Monday, August 26, 2019

What's This? An Editorial?

Are you concerned about the future of blogging as a viable social medium? While entering Trackside Treasure's 12th year, I read this rather dismayed (but not defeated) post on Chris and Connie's Facebook page this week. Chris and Connie do a lot, see a lot, share a lot. They're committed. Their post is lightly-edited, with my thoughts at the end:

We're a touch worried...

We can't shake that feeling that this here Facebook page, and our HQ on the web BIGDoer.com, has run its course.

And it comes down to one reason really: engagement. It's fallen and continues to drop. We get scads of traffic between those two sites but in return the response tells us we've lost our audience. For example a recent week at BIGDoer.com had us greeting four thousand unique visitors, who on average read three separate articles (of the 1200+ there) and spent some ten to twelve minutes each browsing in total. That's 12k pages views and 666 person hours in those seven days. And from that came a single comment and one social share. And it's not like doing either is made difficult there. 

We operate these sites for fun (I don't how in some minds they think we make money off it – I wish) and with the hopes that other people will enjoy the experience too. But lately it's been the sound of crickets and of course that always present background noise from haters and the (fill in the blank) police. They always let us know they're around. If the positive vibes flow they can be drowned out though.

We really should be getting better results than we do. Not that we don't appreciate those who have been cheering us on and doing their part – we love you guys muchly. Please join them! We put a lot of time and resources – we're volunteers here people - to bring you these articles.

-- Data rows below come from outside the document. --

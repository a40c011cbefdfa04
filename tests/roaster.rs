//! End-to-end tests of the roaster handle over a scripted link
//!
//! Each test runs the real polling thread with a short interval and waits
//! on published updates with generous timeouts.

use futures::{Stream, StreamExt};
use hottop::links::Response;
use hottop::{
    EventKind, LoopState, RoastPhase, Roaster, RoasterConfig, RoasterError, RoasterUpdate,
    ScriptedLink, TickResult,
};
use std::sync::Arc;
use std::time::Duration;
use tokio::time::timeout;
use tracing_subscriber::EnvFilter;

const WAIT: Duration = Duration::from_secs(5);

fn init_tracing() {
    let _ = tracing_subscriber::fmt()
        .with_env_filter(EnvFilter::from_default_env())
        .with_test_writer()
        .try_init();
}

fn fast_config() -> RoasterConfig {
    let mut config = RoasterConfig::default();
    config.polling.interval_ms = 10;
    config.polling.wake_up_frames = 1;
    config
}

fn echo(bean: u16) -> Response {
    Response::Echo { bean, env: bean + 20 }
}

async fn next_tick<S, F>(updates: &mut S, accept: F) -> Arc<TickResult>
where
    S: Stream<Item = RoasterUpdate> + Unpin,
    F: Fn(&TickResult) -> bool,
{
    let wait = async {
        while let Some(update) = updates.next().await {
            if let RoasterUpdate::Tick(tick) = update {
                if accept(&tick) {
                    return tick;
                }
            }
        }
        panic!("update stream ended");
    };
    timeout(WAIT, wait).await.expect("no matching tick in time")
}

async fn wait_for_state(roaster: &Roaster, expected: LoopState) {
    let mut state = roaster.watch_state();
    timeout(WAIT, state.wait_for(|s| *s == expected))
        .await
        .expect("state change timed out")
        .expect("state channel closed");
}

#[tokio::test]
async fn monitoring_publishes_ticks_and_applies_settings() {
    init_tracing();
    let link = ScriptedLink::echoing([185]);
    let mut roaster = Roaster::new(link.clone(), fast_config()).unwrap();
    let mut updates = Box::pin(roaster.subscribe());

    roaster.start_monitoring().unwrap();
    assert_eq!(roaster.state(), LoopState::Polling(RoastPhase::Idle));

    let tick = next_tick(&mut updates, |_| true).await;
    assert_eq!(tick.phase, RoastPhase::Idle);
    assert_eq!(tick.reading.bean_temp, 185.0);
    assert_eq!(tick.elapsed, None);

    roaster.set_heater(70).unwrap();
    roaster.set_fan(44).unwrap();
    let tick = next_tick(&mut updates, |t| t.sent.heater() == 70).await;
    assert_eq!(tick.sent.fan(), 40);
    // The device echoes the command it just received.
    assert_eq!(tick.reading.settings.heater(), 70);
    assert!(roaster.latest().is_some());

    roaster.stop_monitoring().unwrap();
    assert_eq!(roaster.state(), LoopState::Stopped);
}

#[tokio::test]
async fn monitoring_start_keeps_levels_and_roast_start_resets() {
    init_tracing();
    let mut roaster = Roaster::new(ScriptedLink::echoing([190]), fast_config()).unwrap();

    roaster.set_heater(40).unwrap();
    assert!(roaster.toggle_drum());
    roaster.start_monitoring().unwrap();

    let settings = roaster.settings();
    assert_eq!(settings.heater(), 40);
    assert!(!settings.drum_motor());

    roaster.start_roast().unwrap();
    assert_eq!(roaster.settings().heater(), 0);
    assert_eq!(roaster.state(), LoopState::Polling(RoastPhase::Roasting));

    let err = roaster.start_roast().unwrap_err();
    assert!(matches!(err, RoasterError::InvalidState { .. }), "got {err:?}");
}

#[tokio::test]
async fn roast_cycle_runs_through_cooling_back_to_idle() {
    init_tracing();
    let mut config = fast_config();
    config.polling.cooling_secs = 1;
    let link = ScriptedLink::echoing([200]);
    let mut roaster = Roaster::new(link.clone(), config).unwrap();
    let mut updates = Box::pin(roaster.subscribe());

    roaster.start_monitoring().unwrap();
    roaster.start_roast().unwrap();
    let tick = next_tick(&mut updates, |t| t.phase == RoastPhase::Roasting).await;
    assert!(tick.elapsed.is_some());

    roaster.set_heater(90).unwrap();
    roaster.stop_roast().unwrap();

    let tick = next_tick(&mut updates, |t| t.phase == RoastPhase::Cooling).await;
    assert!(tick.sent.drum_motor());
    assert!(tick.sent.cooling_motor());
    assert_eq!(tick.sent.heater(), 0);
    assert_eq!(tick.sent.main_fan(), 100);

    wait_for_state(&roaster, LoopState::Polling(RoastPhase::Idle)).await;
    let settings = roaster.settings();
    assert!(!settings.drum_motor());
    assert!(!settings.cooling_motor());

    roaster.stop_monitoring().unwrap();
}

#[tokio::test]
async fn charge_and_turning_point_reach_subscribers() {
    init_tracing();
    let link = ScriptedLink::new();
    link.repeat(echo(200));
    let mut roaster = Roaster::new(link.clone(), fast_config()).unwrap();
    let mut updates = Box::pin(roaster.subscribe());

    roaster.start_monitoring().unwrap();
    roaster.start_roast().unwrap();
    next_tick(&mut updates, |t| t.phase == RoastPhase::Roasting).await;

    link.extend([195, 180, 160, 150, 152, 158, 165].map(echo));
    link.repeat(echo(170));

    let charge = next_tick(&mut updates, |t| t.event.is_some()).await;
    let turning = next_tick(&mut updates, |t| t.event.is_some()).await;

    let charge = charge.event.unwrap();
    let turning = turning.event.unwrap();
    assert_eq!(charge.kind, EventKind::Charge);
    assert_eq!(charge.temperature, 195.0);
    assert_eq!(turning.kind, EventKind::TurningPoint);
    assert_eq!(turning.temperature, 150.0);
    assert!(charge.elapsed < turning.elapsed);

    let log = roaster.roast_log();
    assert!(log.len() >= 7);
    assert!(log.windows(2).all(|pair| pair[0].elapsed <= pair[1].elapsed));

    roaster.stop_roast().unwrap();
    roaster.stop_monitoring().unwrap();
}

#[tokio::test]
async fn live_roast_blocks_stop_monitoring_until_cooling() {
    init_tracing();
    let link = ScriptedLink::echoing([200]);
    let mut roaster = Roaster::new(link.clone(), fast_config()).unwrap();
    let mut updates = Box::pin(roaster.subscribe());

    roaster.start_monitoring().unwrap();
    roaster.start_roast().unwrap();
    roaster.set_heater(90).unwrap();
    next_tick(&mut updates, |t| t.sent.heater() == 90).await;

    let err = roaster.stop_monitoring().unwrap_err();
    assert!(
        matches!(err, RoasterError::InvalidState { state: LoopState::Polling(RoastPhase::Roasting), .. }),
        "got {err:?}"
    );
    assert_eq!(roaster.state(), LoopState::Polling(RoastPhase::Roasting));

    roaster.stop_roast().unwrap();
    next_tick(&mut updates, |t| t.phase == RoastPhase::Cooling).await;
    roaster.stop_monitoring().unwrap();

    // Leaving mid-cooling switches every motor off.
    let last = link.last_command().unwrap();
    assert_eq!(last.heater(), 0);
    assert!(!last.drum_motor());
    assert!(!last.cooling_motor());
    assert!(!last.solenoid());
    assert_eq!(roaster.state(), LoopState::Stopped);
}

#[tokio::test]
async fn dropping_mid_roast_leaves_heater_off() {
    init_tracing();
    let link = ScriptedLink::echoing([200]);
    let mut roaster = Roaster::new(link.clone(), fast_config()).unwrap();
    let mut updates = Box::pin(roaster.subscribe());

    roaster.start_monitoring().unwrap();
    roaster.start_roast().unwrap();
    roaster.set_heater(90).unwrap();
    next_tick(&mut updates, |t| t.sent.heater() == 90).await;

    drop(roaster);
    timeout(WAIT, async {
        while link.last_command().is_none_or(|s| s.heater() != 0) {
            tokio::time::sleep(Duration::from_millis(10)).await;
        }
    })
    .await
    .expect("no cooling frame after drop");

    let last = link.last_command().unwrap();
    assert!(last.drum_motor());
    assert!(last.cooling_motor());
}

#[tokio::test]
async fn lost_connection_stops_and_restart_reopens() {
    init_tracing();
    let mut config = fast_config();
    config.retry.max_attempts = 1;
    config.retry.reconnect_after = 1;
    let link = ScriptedLink::new();
    link.fail_reopen(true);
    let mut roaster = Roaster::new(link.clone(), config).unwrap();
    let mut updates = Box::pin(roaster.subscribe());

    roaster.start_monitoring().unwrap();
    let fault = timeout(WAIT, updates.next()).await.expect("no update in time");
    assert!(matches!(fault, Some(RoasterUpdate::Fault(ref e)) if e.is_terminal()));
    wait_for_state(&roaster, LoopState::Stopped).await;
    assert!(roaster.fault().is_some());
    assert!(roaster.start_roast().is_err());

    // Still unreachable: restart surfaces the reopen failure.
    let err = roaster.start_monitoring().unwrap_err();
    assert!(matches!(err, RoasterError::Connection { .. }), "got {err:?}");
    assert!(err.is_retryable());
    assert_eq!(roaster.state(), LoopState::Stopped);

    link.fail_reopen(false);
    link.repeat(echo(180));
    roaster.start_monitoring().unwrap();
    assert!(roaster.fault().is_none());
    let tick = next_tick(&mut updates, |_| true).await;
    assert_eq!(tick.reading.bean_temp, 180.0);

    roaster.stop_monitoring().unwrap();
}

#[tokio::test]
async fn seeded_cache_masks_a_silent_device() {
    init_tracing();
    let link = ScriptedLink::new();
    let seed = hottop::FrameCodec::decode(&hottop::protocol::status_frame(
        &hottop::RoastSettings::baseline(),
        210,
        230,
        true,
    ))
    .unwrap();
    let mut roaster = Roaster::new(link, fast_config()).unwrap().with_cached_reading(seed);
    let mut updates = Box::pin(roaster.subscribe());

    roaster.start_monitoring().unwrap();
    let tick = next_tick(&mut updates, |_| true).await;
    assert_eq!(tick.reading.bean_temp, 210.0);
    assert!(tick.reading.is_stale());

    roaster.stop_monitoring().unwrap();
}

#[tokio::test]
async fn monitoring_restarts_after_stop() {
    init_tracing();
    let mut roaster = Roaster::new(ScriptedLink::echoing([175]), fast_config()).unwrap();
    let mut receiver = roaster.receiver();

    roaster.start_monitoring().unwrap();
    let err = roaster.start_monitoring().unwrap_err();
    assert!(matches!(err, RoasterError::InvalidState { .. }));

    let first = timeout(WAIT, receiver.recv()).await.unwrap().unwrap();
    assert!(matches!(first, RoasterUpdate::Tick(ref t) if t.tick == 1));
    roaster.stop_monitoring().unwrap();
    assert!(roaster.latest().is_some());

    roaster.start_monitoring().unwrap();
    let mut updates = Box::pin(roaster.subscribe());
    let tick = next_tick(&mut updates, |_| true).await;
    assert_eq!(tick.reading.bean_temp, 175.0);

    roaster.stop_monitoring().unwrap();
}

#[tokio::test]
async fn dropping_the_roaster_stops_polling() {
    init_tracing();
    let link = ScriptedLink::echoing([200]);
    let mut roaster = Roaster::new(link.clone(), fast_config()).unwrap();
    let mut updates = Box::pin(roaster.subscribe());
    roaster.start_monitoring().unwrap();
    next_tick(&mut updates, |_| true).await;

    drop(roaster);
    tokio::time::sleep(Duration::from_millis(100)).await;
    let settled = link.written().len();
    tokio::time::sleep(Duration::from_millis(100)).await;
    assert_eq!(link.written().len(), settled);
}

Plain and simple, if we're not hearing from you, via comments, here and especially at BIGDoer.com, by likes, shares or any other interactions the numbers tell us there's little reason to continue. Let's make this comparison...we're a band, a pretty good one too...exhausted but knowing we've done something great, the crowd gets up, turns and leaves without a sound. No ovation, no applause, no calls for an encore. Just deafening silence. That's the state of it. And it's been getting progressively worse for many, many months.

I also came across this post on Mike McNamara's interesting Northeast Kingdom blog. What I would normally call the 'death of a blog' admission (haven't posted here in a while) but notice the pivot to Facebook posting:

The illustrious Kingston Sub modeller Jason Shron also marked the pivot to Facebook:

Now, I've consistently stated that anything I do, online or in a book, is really for my own use and enjoyment. That sounds self-serving, and it is. But I'm not doing it then hiding it nor putting it up on a shelf in my office. I'm sharing it. If you or someone else gets something out of it, so much the better. But I catalogue my memories, some photos and observations this way. A quick glance at my Blogger statistics shows that my comments-per-post are pretty consistent: 0, 4, 2, 0, 3, etc. Can't really judge pageviews because of those weirdos in the Ukraine and India using my post to sell cars and shoes. Don't care.

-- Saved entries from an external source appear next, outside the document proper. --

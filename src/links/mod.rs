//! Link implementations

pub mod scripted;
pub mod serial;

pub use scripted::{Response, ScriptedLink};
pub use serial::SerialLink;
//! Link trait for the byte stream to the roaster

use std::io;

use crate::protocol::FRAME_LEN;

/// Blocking, frame-oriented byte stream to a roaster.
///
/// A link is owned by exactly one polling thread, so implementations need
/// `Send` but never `Sync`. Every call must return within the link's own
/// timeout; the retry ladder relies on that for bounded tick latency.
pub trait Link: Send + 'static {
    /// Write one command frame.
    fn write_frame(&mut self, frame: &[u8; FRAME_LEN]) -> io::Result<()>;

    /// Read the next inbound frame into `buf`.
    ///
    /// Implementations may skip bytes to find the frame marker, but must
    /// give up after a bounded amount of input.
    fn read_frame(&mut self, buf: &mut [u8; FRAME_LEN]) -> io::Result<()>;

    /// Close and reopen the underlying connection.
    fn reopen(&mut self) -> io::Result<()>;

    /// Human-readable name for logs, such as the port path.
    fn describe(&self) -> String;
}

impl<L: Link + ?Sized> Link for Box<L> {
    fn write_frame(&mut self, frame: &[u8; FRAME_LEN]) -> io::Result<()> {
        (**self).write_frame(frame)
    }

    fn read_frame(&mut self, buf: &mut [u8; FRAME_LEN]) -> io::Result<()> {
        (**self).read_frame(buf)
    }

    fn reopen(&mut self) -> io::Result<()> {
        (**self).reopen()
    }

    fn describe(&self) -> String {
        (**self).describe()
    }
}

Blogging is not the future. Facebook is not the future. Likes and shares is definitely not the future. Dollar signs are not the future. If engagement is the future, then engagement happens in a continuum. Years from now, I will send my Trackside Treasure posts to you in a single thought via some plasma channel or other StarWarsy hologram thingie. Whaaaa?

To help me with my quandary, I reached out to three fellow rail enthusiasts who are making excellent and varied use of social media: Dartmouth's Chris Mears plus Mark Perry and Steve Boyko, both in Winnipeg...

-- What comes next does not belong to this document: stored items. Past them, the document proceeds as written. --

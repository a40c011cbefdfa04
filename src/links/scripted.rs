//! In-memory link that replays a scripted sequence of responses
//!
//! Handy for tests and for exercising the engine without hardware. Clones
//! share the same script, so a test can keep one handle for assertions
//! while the polling thread owns another.

use std::collections::VecDeque;
use std::io;
use std::sync::{Arc, Mutex, MutexGuard, PoisonError};

use crate::link::Link;
use crate::protocol::{FRAME_LEN, FrameCodec, status_frame};
use crate::types::RoastSettings;

/// One scripted answer to a `read_frame` call.
#[derive(Debug, Clone, PartialEq, Eq)]
pub enum Response {
    /// Return these bytes verbatim.
    Frame([u8; FRAME_LEN]),

    /// Answer with a valid status frame echoing the last command written.
    Echo { bean: u16, env: u16 },

    /// Fail the read.
    Error(io::ErrorKind),
}

#[derive(Debug, Default)]
struct Script {
    responses: VecDeque<Response>,
    /// Served once the queue runs dry
    fallback: Option<Response>,
    written: Vec<[u8; FRAME_LEN]>,
    reads: usize,
    reopens: usize,
    fail_reopen: bool,
    fail_writes: bool,
}

/// Scripted, shareable [`Link`].
#[derive(Debug, Clone, Default)]
pub struct ScriptedLink {
    script: Arc<Mutex<Script>>,
}

impl ScriptedLink {
    pub fn new() -> Self {
        Self::default()
    }

    /// Link whose device reports `temps` as bean temperatures, one per read,
    /// then keeps repeating the last one.
    pub fn echoing<I>(temps: I) -> Self
    where
        I: IntoIterator<Item = u16>,
    {
        let link = Self::new();
        let mut last = None;
        for bean in temps {
            link.push(Response::Echo { bean, env: bean });
            last = Some(bean);
        }
        if let Some(bean) = last {
            link.repeat(Response::Echo { bean, env: bean });
        }
        link
    }

    pub fn push(&self, response: Response) {
        self.lock().responses.push_back(response);
    }

    /// Queue several responses at once, so no repeat response can slip
    /// between them.
    pub fn extend<I>(&self, responses: I)
    where
        I: IntoIterator<Item = Response>,
    {
        self.lock().responses.extend(responses);
    }

    pub fn push_frame(&self, frame: [u8; FRAME_LEN]) {
        self.push(Response::Frame(frame));
    }

    /// Queue a status frame with fixed settings and temperatures.
    pub fn push_status(&self, settings: &RoastSettings, bean: u16, env: u16) {
        self.push_frame(status_frame(settings, bean, env, true));
    }

    /// Queue a frame whose checksum is wrong.
    pub fn push_corrupt(&self) {
        let mut frame = status_frame(&RoastSettings::baseline(), 200, 200, true);
        frame[FRAME_LEN - 1] = frame[FRAME_LEN - 1].wrapping_add(1);
        self.push_frame(frame);
    }

    /// Response served whenever the queue is empty. Without one, reads time out.
    pub fn repeat(&self, response: Response) {
        self.lock().fallback = Some(response);
    }

    pub fn clear_repeat(&self) {
        self.lock().fallback = None;
    }

    pub fn fail_reopen(&self, fail: bool) {
        self.lock().fail_reopen = fail;
    }

    pub fn fail_writes(&self, fail: bool) {
        self.lock().fail_writes = fail;
    }

    /// Every command frame written so far.
    pub fn written(&self) -> Vec<[u8; FRAME_LEN]> {
        self.lock().written.clone()
    }

    /// Settings carried by the most recent command frame.
    pub fn last_command(&self) -> Option<RoastSettings> {
        let script = self.lock();
        script.written.last().and_then(|frame| FrameCodec::decode_echo(frame).ok())
    }

    pub fn reads(&self) -> usize {
        self.lock().reads
    }

    pub fn reopens(&self) -> usize {
        self.lock().reopens
    }

    /// Responses still queued.
    pub fn pending(&self) -> usize {
        self.lock().responses.len()
    }

    fn lock(&self) -> MutexGuard<'_, Script> {
        self.script.lock().unwrap_or_else(PoisonError::into_inner)
    }
}

impl Link for ScriptedLink {
    fn write_frame(&mut self, frame: &[u8; FRAME_LEN]) -> io::Result<()> {
        let mut script = self.lock();
        if script.fail_writes {
            return Err(io::Error::new(io::ErrorKind::BrokenPipe, "scripted write failure"));
        }
        script.written.push(*frame);
        Ok(())
    }

    fn read_frame(&mut self, buf: &mut [u8; FRAME_LEN]) -> io::Result<()> {
        let mut script = self.lock();
        script.reads += 1;

        let queued = script.responses.pop_front();
        let response = match queued.or_else(|| script.fallback.clone()) {
            Some(response) => response,
            None => return Err(io::Error::new(io::ErrorKind::TimedOut, "script exhausted")),
        };

        match response {
            Response::Frame(frame) => *buf = frame,
            Response::Echo { bean, env } => {
                let settings = script
                    .written
                    .last()
                    .and_then(|frame| FrameCodec::decode_echo(frame).ok())
                    .unwrap_or_default();
                *buf = status_frame(&settings, bean, env, true);
            }
            Response::Error(kind) => return Err(io::Error::new(kind, "scripted read failure")),
        }
        Ok(())
    }

    fn reopen(&mut self) -> io::Result<()> {
        let mut script = self.lock();
        script.reopens += 1;
        if script.fail_reopen {
            return Err(io::Error::new(io::ErrorKind::NotFound, "scripted reopen failure"));
        }
        Ok(())
    }

    fn describe(&self) -> String {
        "scripted".to_string()
    }
}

I asked fellow blogger Chris Mears about the blog/Facebook issue:
"I’m trying to create a balance. I get so excited by these things I like and the compulsion to share them can be hard to suppress, and I’m not sure it should be. I’d hate to think I was burdening my friends or a group with these outbursts so I created the blog and the Facebook page to act as outlets. I like the ease of posting content to Facebook from my cell phone and it feels like maintaining a sketch book of ideas. 

As the Prince Street Facebook page matures I think it plays well to exercise ideas that could mature into posts on the blog, which remains the heart of my creative output. In those two domains I have a place where I determine what is suitable content. As well, Facebook is becoming my primary cloud storage platform for my current railfanning photos. I’m willing to regard Facebook style of cost for that of other storage. The ease of Facebook seems to encourage it."

Winnipegger and TRAINS magazine contributor Mark Perry is posting almost daily to Facebook. What does he like about it?
"I pretty much only put my photos on FB, not much into writing magazine articles anymore nor do I want to post pics on sites like Flickr so that thieves like B**** can steal them. I like a story with every photo, and I try to shoot photos with a story behind every one of them.  Lets face it, I've had enough of 3/4 wedge grade crossing shots to last a life time. I like FB!"

Fellow blogger Steve Boyko puts it this way,
"My issue with FB is that we don't own the platform. FB controls everything, including if and when it decides to show our posts in feeds. I prefer to host the majority of my content on my own site where I control everything. If nobody comes, well, that's my fault for not writing something that people want to read, but at least I control that."

Sure Facebook and other social media are easier to post to. But they're not as 'permanent' or 'searchable' and that is really paying a compliment to blogs, which are known for being not all that searchable and who knows about permanent? We gravitate to what's easy. What's fast. It's tough investing time in a project if we feel no-one is giving us any return on our investment.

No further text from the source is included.